Plenty of these products carry strong credit ratings. What institutional investor wouldn't be tempted by a fixed-income product with a good credit rating offering, say, 6-per-cent interest, when 10-year government of Canada bonds are paying only 4.7 per cent? But what people don't fully realize is that they are essentially buying a basket of mortgages or other debt and if any part of that basket goes into default it reduces how much money you recover. These aren't like a normal government or corporate bonds at all and people aren't accounting for their risk.
"The big question is whether people are being properly compensated for the risks they're taking," says Arthur Heinmaa, managing partner with Toron Capital Markets in Toronto. He is one of those wily veterans who has lived through the best and worst of times in the markets.
The market could be in for some nasty surprises, particularly if there is a sudden stampede for the exits.
"The last time we really saw a good old-fashioned run to liquidity was in the bond market in 1995," says Mr. Heinmaa, who worries that it's about to happen again because risk has been so badly underestimated.
"What if a small minority decides to liquidate and it starts a potentially dangerous move? All of a sudden, volatility rises and all the participants reduce the size of their positions," because they all rely on the same data. At the end of the day, central banks, a handful of major commercial banks and some traditional money managers with cash will be left to pick up the pieces.
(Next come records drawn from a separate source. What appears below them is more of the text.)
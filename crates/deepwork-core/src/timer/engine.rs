//! Timer engine implementation.
//!
//! The engine is a pure state machine over whole seconds. It does not own
//! a clock - the caller (normally [`super::TimerController`]) invokes
//! `tick()` once per countdown second.
//!
//! ## State Transitions
//!
//! ```text
//! Idle/Paused --start--> Running
//! Running --pause--> Paused
//! Running --tick to 0--> Completed (natural)
//! Running/Paused --finish_session--> Completed (forced)
//! any --reset/switch_mode--> Idle
//! ```
//!
//! All transitions are plain state rewrites; none is retried or fatal.

use chrono::Utc;
use serde::{Deserialize, Serialize};

use super::mode::{DurationUpdate, Mode, ModeId, ModeSet};
use crate::events::Event;

/// Derived view of the running/completed flags.
#[derive(Debug, Clone, Copy, PartialEq, Eq, Serialize, Deserialize)]
#[serde(rename_all = "lowercase")]
pub enum TimerPhase {
    Idle,
    Running,
    Paused,
    Completed,
}

/// Core countdown engine.
///
/// Invariants: `time_left_secs` never exceeds the active mode's duration,
/// and `completed` implies not running with `time_left_secs == 0`.
#[derive(Debug, Clone, Serialize, Deserialize)]
pub struct TimerEngine {
    modes: ModeSet,
    active: ModeId,
    time_left_secs: u64,
    running: bool,
    completed: bool,
}

impl TimerEngine {
    /// Create a new engine in the `Idle` state with Focus selected.
    pub fn new(modes: ModeSet) -> Self {
        let time_left_secs = modes.duration_secs(ModeId::Focus);
        Self {
            modes,
            active: ModeId::Focus,
            time_left_secs,
            running: false,
            completed: false,
        }
    }

    // ── Queries ──────────────────────────────────────────────────────

    pub fn active(&self) -> ModeId {
        self.active
    }

    pub fn mode(&self) -> &Mode {
        self.modes.get(self.active)
    }

    pub fn time_left_secs(&self) -> u64 {
        self.time_left_secs
    }

    pub fn is_running(&self) -> bool {
        self.running
    }

    pub fn is_completed(&self) -> bool {
        self.completed
    }

    pub fn duration_secs(&self) -> u64 {
        self.modes.duration_secs(self.active)
    }

    pub fn phase(&self) -> TimerPhase {
        if self.completed {
            TimerPhase::Completed
        } else if self.running {
            TimerPhase::Running
        } else if self.time_left_secs == self.duration_secs() {
            TimerPhase::Idle
        } else {
            TimerPhase::Paused
        }
    }

    /// 0.0 .. 1.0 progress within the current countdown.
    ///
    /// Recomputed on every call, never cached.
    pub fn progress(&self) -> f64 {
        let total = self.duration_secs();
        if total == 0 {
            return 0.0;
        }
        1.0 - (self.time_left_secs as f64 / total as f64)
    }

    /// Build a full state snapshot event.
    pub fn snapshot(&self) -> Event {
        let mode = self.mode();
        Event::StateSnapshot {
            phase: self.phase(),
            mode: mode.id,
            label: mode.label.clone(),
            time_left_secs: self.time_left_secs,
            duration_secs: mode.duration_secs,
            progress: self.progress(),
            at: Utc::now(),
        }
    }

    // ── Commands ─────────────────────────────────────────────────────

    /// Start the countdown. Guarded no-op while already running or when
    /// nothing is left to count down.
    pub fn start(&mut self) -> Option<Event> {
        if self.running || self.time_left_secs == 0 {
            return None;
        }
        self.running = true;
        self.completed = false;
        Some(Event::TimerStarted {
            mode: self.active,
            time_left_secs: self.time_left_secs,
            at: Utc::now(),
        })
    }

    /// Stop counting down. Idempotent; the event only fires on an actual
    /// Running -> Paused edge.
    pub fn pause(&mut self) -> Option<Event> {
        let was_running = self.running;
        self.running = false;
        if !was_running {
            return None;
        }
        Some(Event::TimerPaused {
            time_left_secs: self.time_left_secs,
            at: Utc::now(),
        })
    }

    /// Back to Idle with a full countdown for the active mode.
    pub fn reset(&mut self) -> Option<Event> {
        self.running = false;
        self.completed = false;
        self.time_left_secs = self.duration_secs();
        Some(Event::TimerReset {
            mode: self.active,
            at: Utc::now(),
        })
    }

    /// Select a mode by wire id and reset to it. Unknown ids are ignored
    /// so stale UI references never fail.
    pub fn switch_mode(&mut self, mode_id: &str) -> Option<Event> {
        let to = ModeId::parse(mode_id)?;
        let from = self.active;
        self.active = to;
        self.running = false;
        self.completed = false;
        self.time_left_secs = self.modes.duration_secs(to);
        Some(Event::ModeSwitched {
            from,
            to,
            at: Utc::now(),
        })
    }

    /// Force-complete immediately, discarding any remaining time. Used for
    /// manual early termination; never produces the chime event.
    pub fn finish_session(&mut self) -> Option<Event> {
        let discarded_secs = self.time_left_secs;
        self.running = false;
        self.completed = true;
        self.time_left_secs = 0;
        Some(Event::ForcedCompletion {
            mode: self.active,
            discarded_secs,
            at: Utc::now(),
        })
    }

    /// Apply new durations in minutes for every mode present in the update.
    ///
    /// Settings win over progress: when the active mode's duration actually
    /// changes, `time_left_secs` is rewritten to the new full duration even
    /// mid-countdown. A completed timer keeps its zero until the next reset.
    pub fn update_durations(&mut self, update: DurationUpdate) -> Option<Event> {
        let entries = [
            (ModeId::Focus, update.focus),
            (ModeId::ShortBreak, update.short_break),
            (ModeId::LongBreak, update.long_break),
        ];
        let mut touched = false;
        let mut active_changed = false;
        for (id, minutes) in entries {
            if let Some(minutes) = minutes {
                touched = true;
                if self.modes.set_duration_min(id, minutes) && id == self.active {
                    active_changed = true;
                }
            }
        }
        if !touched {
            return None;
        }
        if active_changed && !self.completed {
            self.time_left_secs = self.duration_secs();
        }
        Some(Event::DurationsUpdated {
            mode: self.active,
            time_left_secs: self.time_left_secs,
            at: Utc::now(),
        })
    }

    /// Advance the countdown by one second. Returns the natural-completion
    /// event exactly once, in the same step that stops the timer; ticks in
    /// any other state are no-ops.
    pub fn tick(&mut self) -> Option<Event> {
        if !self.running || self.time_left_secs == 0 {
            return None;
        }
        self.time_left_secs -= 1;
        if self.time_left_secs == 0 {
            self.running = false;
            self.completed = true;
            return Some(Event::NaturalCompletion {
                mode: self.active,
                at: Utc::now(),
            });
        }
        None
    }

    /// Debug helper: jump to the last five seconds of the countdown.
    pub fn fast_forward(&mut self) {
        self.time_left_secs = self.duration_secs().min(5);
        self.running = self.time_left_secs > 0;
        self.completed = false;
    }
}

impl Default for TimerEngine {
    fn default() -> Self {
        Self::new(ModeSet::default())
    }
}

/// Render seconds as `M:SS` for display.
pub fn format_time(secs: u64) -> String {
    format!("{}:{:02}", secs / 60, secs % 60)
}

#[cfg(test)]
mod tests {
    use super::*;

    #[test]
    fn start_pause_reset_flags() {
        let mut engine = TimerEngine::default();
        assert_eq!(engine.phase(), TimerPhase::Idle);

        assert!(engine.start().is_some());
        assert_eq!(engine.phase(), TimerPhase::Running);

        engine.tick();
        assert!(engine.pause().is_some());
        assert_eq!(engine.phase(), TimerPhase::Paused);

        assert!(engine.reset().is_some());
        assert_eq!(engine.phase(), TimerPhase::Idle);
        assert_eq!(engine.time_left_secs(), 1500);
    }

    #[test]
    fn start_is_guarded() {
        let mut engine = TimerEngine::default();
        assert!(engine.start().is_some());
        assert!(engine.start().is_none());

        engine.finish_session();
        // Nothing left to count down.
        assert!(engine.start().is_none());
    }

    #[test]
    fn pause_is_idempotent() {
        let mut engine = TimerEngine::default();
        assert!(engine.pause().is_none());
        engine.start();
        assert!(engine.pause().is_some());
        assert!(engine.pause().is_none());
    }

    #[test]
    fn switch_mode_resets_state() {
        let mut engine = TimerEngine::default();
        engine.start();
        engine.tick();
        let event = engine.switch_mode("short_break");
        assert!(matches!(
            event,
            Some(Event::ModeSwitched {
                from: ModeId::Focus,
                to: ModeId::ShortBreak,
                ..
            })
        ));
        assert_eq!(engine.active(), ModeId::ShortBreak);
        assert_eq!(engine.time_left_secs(), 300);
        assert!(!engine.is_running());
        assert!(!engine.is_completed());
    }

    #[test]
    fn switch_mode_unknown_id_is_ignored() {
        let mut engine = TimerEngine::default();
        engine.start();
        engine.tick();
        let before = engine.time_left_secs();
        assert!(engine.switch_mode("siesta").is_none());
        assert_eq!(engine.active(), ModeId::Focus);
        assert_eq!(engine.time_left_secs(), before);
        assert!(engine.is_running());
    }

    #[test]
    fn finish_session_forces_completion() {
        let mut engine = TimerEngine::default();
        engine.start();
        engine.tick();
        let event = engine.finish_session();
        assert!(matches!(
            event,
            Some(Event::ForcedCompletion {
                discarded_secs: 1499,
                ..
            })
        ));
        assert_eq!(engine.time_left_secs(), 0);
        assert!(!engine.is_running());
        assert!(engine.is_completed());
        assert_eq!(engine.phase(), TimerPhase::Completed);
    }

    #[test]
    fn tick_counts_down_and_completes_once() {
        let mut engine = TimerEngine::default();
        engine.start();
        for expected in (1..1500).rev() {
            assert!(engine.tick().is_none());
            assert_eq!(engine.time_left_secs(), expected);
        }
        let last = engine.tick();
        assert!(matches!(last, Some(Event::NaturalCompletion { .. })));
        assert_eq!(engine.time_left_secs(), 0);
        assert!(!engine.is_running());
        assert!(engine.is_completed());

        // Idempotent thereafter.
        assert!(engine.tick().is_none());
        assert_eq!(engine.time_left_secs(), 0);
    }

    #[test]
    fn tick_is_noop_unless_running() {
        let mut engine = TimerEngine::default();
        assert!(engine.tick().is_none());
        assert_eq!(engine.time_left_secs(), 1500);
    }

    #[test]
    fn update_durations_rewrites_active_time_left() {
        let mut engine = TimerEngine::default();
        engine.start();
        engine.tick();
        let event = engine.update_durations(DurationUpdate {
            focus: Some(30),
            ..Default::default()
        });
        assert!(event.is_some());
        assert_eq!(engine.time_left_secs(), 1800);
        // Only time_left is rewritten; the countdown keeps going.
        assert!(engine.is_running());
    }

    #[test]
    fn update_durations_leaves_inactive_modes_alone() {
        let mut engine = TimerEngine::default();
        engine.start();
        engine.tick();
        engine.update_durations(DurationUpdate {
            short_break: Some(10),
            ..Default::default()
        });
        assert_eq!(engine.time_left_secs(), 1499);
        engine.switch_mode("short_break");
        assert_eq!(engine.time_left_secs(), 600);
    }

    #[test]
    fn update_durations_same_value_keeps_progress() {
        let mut engine = TimerEngine::default();
        engine.start();
        engine.tick();
        engine.update_durations(DurationUpdate {
            focus: Some(25),
            ..Default::default()
        });
        assert_eq!(engine.time_left_secs(), 1499);
    }

    #[test]
    fn update_durations_on_completed_keeps_zero() {
        let mut engine = TimerEngine::default();
        engine.finish_session();
        engine.update_durations(DurationUpdate {
            focus: Some(30),
            ..Default::default()
        });
        assert_eq!(engine.time_left_secs(), 0);
        assert!(engine.is_completed());
        engine.reset();
        assert_eq!(engine.time_left_secs(), 1800);
    }

    #[test]
    fn empty_update_is_noop() {
        let mut engine = TimerEngine::default();
        assert!(engine.update_durations(DurationUpdate::default()).is_none());
    }

    #[test]
    fn progress_spans_zero_to_one() {
        let mut engine = TimerEngine::default();
        assert_eq!(engine.progress(), 0.0);
        engine.start();
        engine.tick();
        let p = engine.progress();
        assert!(p > 0.0 && p < 1.0);
        engine.finish_session();
        assert_eq!(engine.progress(), 1.0);
    }

    #[test]
    fn fast_forward_jumps_near_the_end() {
        let mut engine = TimerEngine::default();
        engine.fast_forward();
        assert_eq!(engine.time_left_secs(), 5);
        assert!(engine.is_running());
        for _ in 0..4 {
            assert!(engine.tick().is_none());
        }
        assert!(matches!(
            engine.tick(),
            Some(Event::NaturalCompletion { .. })
        ));
    }

    #[test]
    fn snapshot_reflects_state() {
        let engine = TimerEngine::default();
        match engine.snapshot() {
            Event::StateSnapshot {
                phase,
                mode,
                time_left_secs,
                duration_secs,
                ..
            } => {
                assert_eq!(phase, TimerPhase::Idle);
                assert_eq!(mode, ModeId::Focus);
                assert_eq!(time_left_secs, 1500);
                assert_eq!(duration_secs, 1500);
            }
            _ => panic!("Expected StateSnapshot"),
        }
    }

    #[test]
    fn format_time_pads_seconds() {
        assert_eq!(format_time(1500), "25:00");
        assert_eq!(format_time(65), "1:05");
        assert_eq!(format_time(9), "0:09");
        assert_eq!(format_time(0), "0:00");
    }
}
Those who insist that this is a different financial world, because risk is now spread so widely and global pools of capital have grown so large, have short memories.
Long forgotten are earlier bets that went horribly wrong, such as global real estate investments in the 1980s and tech and telecom financings in the 1990s.
"After the event, everybody takes the pledge not to do it again," Mr. Heinmaa says. "And then they take a little sip and find that's it's not that bad. So they say, 'We can trust these guys' and they taste a little more." Soon, there's an enormous concentration of capital in one part of the market.
So what is an ordinary person to do as the dark clouds gather? "When liquidity dries up," Mr. Heinmaa says, "you have to know how you're going to get out."